On Fri, Mar 04, 2011 at 02:40:09PM +0100, Jens Axboe wrote:
> > REQ_META?  Maybe we should finally agree what it does and decide if it
> > should be used consistenly.  Especially the priority over REQ_SYNC in
> > cfq still looks somewhat odd, as does the totally inconsequent use.
> 
> For me it was primarily a blktrace hint, but yes it does have prio boost
> properties in CFQ as well. I'm inclined to let those stay the way they
> are. Not sure we can properly call it anything outside of a hint that
> these IO have slightly higher priority, at least I would not want to
> lock the IO scheduler into to something more concrete than that.
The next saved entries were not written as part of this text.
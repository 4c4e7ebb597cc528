//! Shopfront Core - Shared types library.
//!
//! This crate provides common types used across all Shopfront components:
//! - `client` - The storefront client library (stores, gateways, persistence)
//! - `cli` - Command-line front end for browsing, cart, and orders
//!
//! # Architecture
//!
//! The core crate contains only types and traits - no I/O, no persistence,
//! no HTTP clients. This keeps it lightweight and allows it to be used anywhere.
//!
//! # Modules
//!
//! - [`types`] - Newtype wrappers for type-safe IDs, prices, emails, and credentials

#![cfg_attr(not(test), forbid(unsafe_code))]

pub mod types;

pub use types::*;
//! Catalog browsing commands.

use shopfront_client::error::ApiError;
use shopfront_core::ProductId;

use super::Storefront;

/// Print the product catalog as a table.
pub async fn list_products(storefront: &Storefront) -> Result<(), ApiError> {
    let products = storefront.catalog.list_products().await?;

    if products.is_empty() {
        println!("No products available.");
        return Ok(());
    }

    println!(
        "{:>5}  {:<32} {:>10} {:>7}  {}",
        "ID", "NAME", "PRICE", "STOCK", "CATEGORY"
    );
    for product in products {
        println!(
            "{:>5}  {:<32} {:>10} {:>7}  {}",
            product.id,
            product.name,
            format!("${}", product.price),
            product.stock,
            product.category.name
        );
    }

    Ok(())
}

/// Print one product in detail.
pub async fn show_product(storefront: &Storefront, product_id: ProductId) -> Result<(), ApiError> {
    let product = storefront.catalog.get_product(product_id).await?;

    println!("{} (#{})", product.name, product.id);
    println!("  Price:    ${}", product.price);
    println!("  Stock:    {}", product.stock);
    println!("  Category: {}", product.category.name);
    if let Some(image_url) = &product.image_url {
        println!("  Image:    {image_url}");
    }
    if !product.description.is_empty() {
        println!();
        println!("  {}", product.description);
    }

    Ok(())
}

/// Print the category list.
pub async fn list_categories(storefront: &Storefront) -> Result<(), ApiError> {
    let categories = storefront.catalog.list_categories().await?;

    if categories.is_empty() {
        println!("No categories defined.");
        return Ok(());
    }

    for category in categories {
        println!("{:>5}  {:<24} ({})", category.id, category.name, category.slug);
    }

    Ok(())
}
The problem is that these two meanings are inherently conflicting.
Metadata updates do not have to be synchronous or have any kind of
priority.  In fact for XFS they normall aren't, and I'd be surprised it
the same isn't true for other journalled filesystems.

Priority metadata goes into the log, which for XFS is always written as
a FLUSH+FUA bio.  Writeback of metadata happens asynchronously in the
background, and only becomes a priority if the journal is full and we'll
need to make space available.

So giving plain REQ_META a priority boost makes it impossible to use it
for the blktrace annotation use case.  One could only apply the boost
for the REQ_SYNC + REQ_META combination, but even that seems rather
hackish to me.  I'd really love to see numbers where the additional
boost of REQ_META over REQ_SYNC makes any difference.